En conséquence, le jugement sera confirmé de ce chef.
Sur les dépens et les demandes accessoires
L’assuré, qui succombe à l’instance, est condamné aux dépens d’appel et corrélativement débouté de sa demande fondée sur les dispositions de l’article 700 du code de procédure civile.
Compte tenu des revenus de l’assuré, il ne paraît pas inéquitable d’infirmer le jugement qui a condamné l’assuré à payer à la caisse la somme de 750 euros sur le même fondement de l’article 700 du code de procédure civile.

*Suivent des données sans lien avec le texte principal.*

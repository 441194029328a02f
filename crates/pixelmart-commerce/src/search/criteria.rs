//! Filter criteria for the product listing.

use crate::catalog::{Catalog, Category};
use crate::money::{Currency, Money};
use crate::search::SortOption;
use serde::Serialize;

/// An inclusive price range. The ends are kept ordered.
#[derive(Debug, Clone, Copy, PartialEq, Eq, Serialize)]
pub struct PriceRange {
    min: Money,
    max: Money,
}

impl PriceRange {
    /// Build a range, swapping the ends if they are reversed.
    pub fn new(a: Money, b: Money) -> Self {
        if a.amount_cents <= b.amount_cents {
            Self { min: a, max: b }
        } else {
            Self { min: b, max: a }
        }
    }

    /// The catalog's full price span, or zero to zero for an empty catalog.
    pub fn for_catalog(catalog: &Catalog) -> Self {
        match catalog.price_bounds() {
            Some((min, max)) => Self::new(min, max),
            None => Self::new(Money::zero(Currency::default()), Money::zero(Currency::default())),
        }
    }

    pub fn min(&self) -> Money {
        self.min
    }

    pub fn max(&self) -> Money {
        self.max
    }

    pub fn with_min(self, min: Money) -> Self {
        Self::new(min, self.max)
    }

    pub fn with_max(self, max: Money) -> Self {
        Self::new(self.min, max)
    }

    pub fn contains(&self, price: Money) -> bool {
        (self.min.amount_cents..=self.max.amount_cents).contains(&price.amount_cents)
    }
}

/// Everything that narrows or orders the listing.
///
/// `None` and empty values mean "all". The default price range depends on
/// the catalog, so defaults are built with [`FilterCriteria::defaults`].
#[derive(Debug, Clone, PartialEq, Eq, Serialize)]
pub struct FilterCriteria {
    pub category: Option<Category>,
    pub year: Option<i32>,
    pub color: Option<String>,
    pub price: PriceRange,
    /// Free text matched against name and short description.
    pub search: String,
    pub sort: SortOption,
}

impl FilterCriteria {
    /// Criteria that match every listable product, in catalog order.
    pub fn defaults(bounds: PriceRange) -> Self {
        Self {
            category: None,
            year: None,
            color: None,
            price: bounds,
            search: String::new(),
            sort: SortOption::default(),
        }
    }

    /// Whether a search is active.
    pub fn has_search(&self) -> bool {
        !self.search.trim().is_empty()
    }

    /// Apply a single edit.
    pub fn apply_edit(&mut self, edit: FilterEdit) {
        match edit {
            FilterEdit::Category(category) => self.category = category,
            FilterEdit::Year(year) => self.year = year,
            FilterEdit::Color(color) => self.color = color.filter(|c| !c.is_empty()),
            FilterEdit::PriceMin(min) => self.price = self.price.with_min(min),
            FilterEdit::PriceMax(max) => self.price = self.price.with_max(max),
            FilterEdit::Price(range) => self.price = range,
            FilterEdit::Search(text) => self.search = text,
            FilterEdit::Sort(sort) => self.sort = sort,
        }
    }
}

/// A change to one pending filter field.
#[derive(Debug, Clone, PartialEq, Eq)]
pub enum FilterEdit {
    Category(Option<Category>),
    Year(Option<i32>),
    Color(Option<String>),
    PriceMin(Money),
    PriceMax(Money),
    Price(PriceRange),
    Search(String),
    Sort(SortOption),
}
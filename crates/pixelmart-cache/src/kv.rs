//! Key-Value store abstraction with automatic serialization.

use crate::CacheError;
use serde::{de::DeserializeOwned, Serialize};

/// A synchronous string key-value store.
///
/// Stores hold raw text so callers can both parse values and compare the
/// exact persisted text with what they last wrote. Methods take `&self`;
/// implementations handle their own interior mutability.
pub trait KeyValueStore {
    /// Get the raw text stored under a key.
    fn get_raw(&self, key: &str) -> Result<Option<String>, CacheError>;

    /// Store raw text under a key, replacing any previous value.
    fn set_raw(&self, key: &str, value: &str) -> Result<(), CacheError>;

    /// Delete a key. Deleting a missing key is not an error.
    fn delete(&self, key: &str) -> Result<(), CacheError>;

    /// All keys, sorted.
    fn keys(&self) -> Result<Vec<String>, CacheError>;

    /// Check if a key exists.
    fn exists(&self, key: &str) -> Result<bool, CacheError> {
        Ok(self.get_raw(key)?.is_some())
    }
}

impl<S: KeyValueStore + ?Sized> KeyValueStore for &S {
    fn get_raw(&self, key: &str) -> Result<Option<String>, CacheError> {
        (**self).get_raw(key)
    }

    fn set_raw(&self, key: &str, value: &str) -> Result<(), CacheError> {
        (**self).set_raw(key, value)
    }

    fn delete(&self, key: &str) -> Result<(), CacheError> {
        (**self).delete(key)
    }

    fn keys(&self) -> Result<Vec<String>, CacheError> {
        (**self).keys()
    }

    fn exists(&self, key: &str) -> Result<bool, CacheError> {
        (**self).exists(key)
    }
}

/// Type-safe cache over any [`KeyValueStore`].
///
/// Provides automatic JSON serialization for any type that implements
/// `Serialize` and `DeserializeOwned`.
///
/// ```
/// use pixelmart_cache::{Cache, MemoryStore};
///
/// let cache = Cache::new(MemoryStore::new());
/// cache.set("greeting", &vec!["hello", "world"]).unwrap();
/// let value: Option<Vec<String>> = cache.get("greeting").unwrap();
/// assert_eq!(value.unwrap().len(), 2);
/// ```
#[derive(Debug, Clone)]
pub struct Cache<S> {
    store: S,
}

impl<S: KeyValueStore> Cache<S> {
    pub fn new(store: S) -> Self {
        Self { store }
    }

    /// The underlying store.
    pub fn store(&self) -> &S {
        &self.store
    }

    /// Get a value from the cache.
    ///
    /// Returns `None` if the key doesn't exist and an error if the stored
    /// text is not valid JSON for `T`.
    pub fn get<T: DeserializeOwned>(&self, key: &str) -> Result<Option<T>, CacheError> {
        match self.store.get_raw(key)? {
            Some(text) => Ok(Some(serde_json::from_str(&text)?)),
            None => Ok(None),
        }
    }

    /// Set a value in the cache, returning the text that was written.
    pub fn set<T: Serialize + ?Sized>(&self, key: &str, value: &T) -> Result<String, CacheError> {
        let text = serde_json::to_string(value)?;
        self.store.set_raw(key, &text)?;
        Ok(text)
    }

    /// Delete a value from the cache.
    pub fn delete(&self, key: &str) -> Result<(), CacheError> {
        self.store.delete(key)
    }

    /// Check if a key exists in the cache.
    pub fn exists(&self, key: &str) -> Result<bool, CacheError> {
        self.store.exists(key)
    }

    /// Get all keys in the cache.
    pub fn keys(&self) -> Result<Vec<String>, CacheError> {
        self.store.keys()
    }
}
//! Selected configuration options and the fixed option tier tables.

use crate::catalog::Product;
use serde::{Deserialize, Deserializer, Serialize};

/// Maximum quantity allowed per line item.
pub const MAX_QUANTITY_PER_ITEM: u32 = 9999;

/// A purchase quantity, always within `1..=MAX_QUANTITY_PER_ITEM`.
///
/// Out-of-range input is clamped when the value is built, so every consumer
/// (pricing, cart, badge count) can rely on `quantity >= 1`.
#[derive(Debug, Clone, Copy, PartialEq, Eq, PartialOrd, Ord, Hash, Serialize)]
#[serde(into = "u32")]
pub struct Quantity(u32);

impl Quantity {
    pub const ONE: Quantity = Quantity(1);

    /// Clamp any integer into the valid range.
    pub fn new(n: i64) -> Self {
        Self(n.clamp(1, i64::from(MAX_QUANTITY_PER_ITEM)) as u32)
    }

    pub fn get(&self) -> u32 {
        self.0
    }

    /// Add another quantity, capping at the maximum.
    pub fn saturating_add(self, other: Quantity) -> Quantity {
        Quantity::new(i64::from(self.0) + i64::from(other.0))
    }

    pub fn increment(self) -> Quantity {
        Quantity::new(i64::from(self.0) + 1)
    }

    /// One less, never below one.
    pub fn decrement(self) -> Quantity {
        Quantity::new(i64::from(self.0) - 1)
    }
}

impl Default for Quantity {
    fn default() -> Self {
        Quantity::ONE
    }
}

impl From<i64> for Quantity {
    fn from(n: i64) -> Self {
        Quantity::new(n)
    }
}

/// Stored quantities are read leniently: fractions truncate, numeric strings
/// parse, and `null` or anything else non-numeric becomes one.
impl<'de> Deserialize<'de> for Quantity {
    fn deserialize<D: Deserializer<'de>>(deserializer: D) -> Result<Self, D::Error> {
        #[derive(Deserialize)]
        #[serde(untagged)]
        enum Raw {
            Int(i64),
            Float(f64),
            Text(String),
            Other(serde::de::IgnoredAny),
        }

        let quantity = match Raw::deserialize(deserializer)? {
            Raw::Int(n) => Quantity::new(n),
            Raw::Float(f) => Quantity::new(f as i64),
            Raw::Text(s) => {
                let s = s.trim();
                s.parse::<i64>()
                    .ok()
                    .or_else(|| s.parse::<f64>().ok().filter(|f| f.is_finite()).map(|f| f as i64))
                    .map_or(Quantity::ONE, Quantity::new)
            }
            Raw::Other(_) => Quantity::ONE,
        };
        Ok(quantity)
    }
}

impl From<Quantity> for u32 {
    fn from(q: Quantity) -> Self {
        q.0
    }
}

/// Options selected for a product, on the detail page or in a cart line.
///
/// Values that are not members of the product's own option sets are kept
/// as given and simply earn no surcharge.
#[derive(Debug, Clone, PartialEq, Eq, Default, Serialize, Deserialize)]
#[serde(rename_all = "camelCase")]
pub struct SelectedOptions {
    #[serde(default, skip_serializing_if = "Option::is_none")]
    pub color: Option<String>,
    #[serde(default, skip_serializing_if = "Option::is_none")]
    pub storage: Option<String>,
    #[serde(default, skip_serializing_if = "Option::is_none")]
    pub memory: Option<String>,
    #[serde(default, skip_serializing_if = "Option::is_none")]
    pub warranty_id: Option<String>,
    /// Detail page only; never persisted in the cart.
    #[serde(default, skip_serializing_if = "Option::is_none")]
    pub delivery_id: Option<String>,
    #[serde(default)]
    pub quantity: Quantity,
}

impl SelectedOptions {
    pub fn new() -> Self {
        Self::default()
    }

    /// The detail page's initial selection: first color, included tiers,
    /// standard warranty (when applicable) and standard delivery.
    pub fn defaults_for(product: &Product) -> Self {
        Self {
            color: product.colors.first().cloned(),
            storage: product
                .storage_options()
                .and_then(|t| t.base())
                .map(str::to_string),
            memory: product
                .memory_options()
                .and_then(|t| t.base())
                .map(str::to_string),
            warranty_id: product
                .apple_care
                .then(|| WARRANTY_TIERS[0].id.to_string()),
            delivery_id: Some(DELIVERY_TIERS[0].id.to_string()),
            quantity: Quantity::ONE,
        }
    }

    pub fn with_color(mut self, color: impl Into<String>) -> Self {
        self.color = Some(color.into());
        self
    }

    pub fn with_storage(mut self, storage: impl Into<String>) -> Self {
        self.storage = Some(storage.into());
        self
    }

    pub fn with_memory(mut self, memory: impl Into<String>) -> Self {
        self.memory = Some(memory.into());
        self
    }

    pub fn with_warranty(mut self, warranty_id: impl Into<String>) -> Self {
        self.warranty_id = Some(warranty_id.into());
        self
    }

    pub fn with_delivery(mut self, delivery_id: impl Into<String>) -> Self {
        self.delivery_id = Some(delivery_id.into());
        self
    }

    pub fn with_quantity(mut self, quantity: i64) -> Self {
        self.quantity = Quantity::new(quantity);
        self
    }

    /// Apply a partial update.
    pub fn merge(&mut self, patch: OptionsPatch) {
        if let Some(color) = patch.color {
            self.color = Some(color);
        }
        if let Some(storage) = patch.storage {
            self.storage = Some(storage);
        }
        if let Some(memory) = patch.memory {
            self.memory = Some(memory);
        }
        if let Some(warranty_id) = patch.warranty_id {
            self.warranty_id = Some(warranty_id);
        }
        if let Some(quantity) = patch.quantity {
            self.quantity = quantity;
        }
    }
}

/// A partial change to a cart line's options. `None` leaves a field as is.
#[derive(Debug, Clone, PartialEq, Eq, Default)]
pub struct OptionsPatch {
    pub color: Option<String>,
    pub storage: Option<String>,
    pub memory: Option<String>,
    pub warranty_id: Option<String>,
    pub quantity: Option<Quantity>,
}

impl OptionsPatch {
    pub fn is_empty(&self) -> bool {
        *self == OptionsPatch::default()
    }
}

/// A warranty / protection plan tier.
#[derive(Debug, Clone, Copy, PartialEq, Eq, Serialize)]
pub struct WarrantyTier {
    pub id: &'static str,
    pub name: &'static str,
    /// Flat surcharge in cents.
    pub price_cents: i64,
    /// Coverage length in years.
    pub years: u8,
    pub description: &'static str,
}

/// Known warranty tiers; the first is the included one.
pub const WARRANTY_TIERS: [WarrantyTier; 3] = [
    WarrantyTier {
        id: "standard",
        name: "Standard Warranty",
        price_cents: 0,
        years: 2,
        description: "2-year legal warranty included in the price",
    },
    WarrantyTier {
        id: "applecare",
        name: "AppleCare+",
        price_cents: 9_900,
        years: 3,
        description: "3-year extended coverage including accidental damage",
    },
    WarrantyTier {
        id: "applecare-premium",
        name: "AppleCare+ Premium",
        price_cents: 14_900,
        years: 3,
        description: "AppleCare+ with priority support and 24h replacement",
    },
];

impl WarrantyTier {
    pub fn find(id: &str) -> Option<&'static WarrantyTier> {
        WARRANTY_TIERS.iter().find(|t| t.id == id)
    }
}

/// A delivery speed tier.
#[derive(Debug, Clone, Copy, PartialEq, Eq, Serialize)]
pub struct DeliveryTier {
    pub id: &'static str,
    pub name: &'static str,
    /// Flat surcharge in cents.
    pub price_cents: i64,
    /// Delivery time in working days, as shown to the customer.
    pub days: &'static str,
    pub description: &'static str,
}

/// Known delivery tiers; the first is the free one.
pub const DELIVERY_TIERS: [DeliveryTier; 3] = [
    DeliveryTier {
        id: "standard",
        name: "Standard Delivery",
        price_cents: 0,
        days: "2-3",
        description: "Free delivery within 2-3 working days",
    },
    DeliveryTier {
        id: "express",
        name: "Express Delivery",
        price_cents: 499,
        days: "1",
        description: "Delivered the next working day",
    },
    DeliveryTier {
        id: "sameday",
        name: "Same-day Delivery",
        price_cents: 999,
        days: "0",
        description: "Delivered today when ordered before noon",
    },
];

impl DeliveryTier {
    pub fn find(id: &str) -> Option<&'static DeliveryTier> {
        DELIVERY_TIERS.iter().find(|t| t.id == id)
    }
}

La Cour, après en avoir délibéré, statuant publiquement, par arrêt contradictoire et par mise à disposition au greffe,
Confirme le jugement entrepris sauf en ce qu’il a condamné M. [I] [W] à payer à la caisse primaire d’assurance maladie d’Eure-et-Loir la somme de 750 euros au titre de l’article 700 du code de procédure civile ;
Y ajoutant,
Condamne M. [I] [W] aux dépens d’appel ;
Déboute M. [I] [W] de sa demande d’indemnité sur le fondement de l’article 700 du code de procédure civile ;
Prononcé par mise à disposition de l’arrêt au greffe de la cour, les parties en ayant été préalablement avisées dans les conditions prévues au deuxième alinéa de l’article 450 du code de procédure civile.
Signé par Madame Marie-Bénédicte JACQUET, conseillère, faisant fonction de présidente, et par Madame Juliette DUPONT, greffière, à laquelle la magistrate signataire a rendu la minute.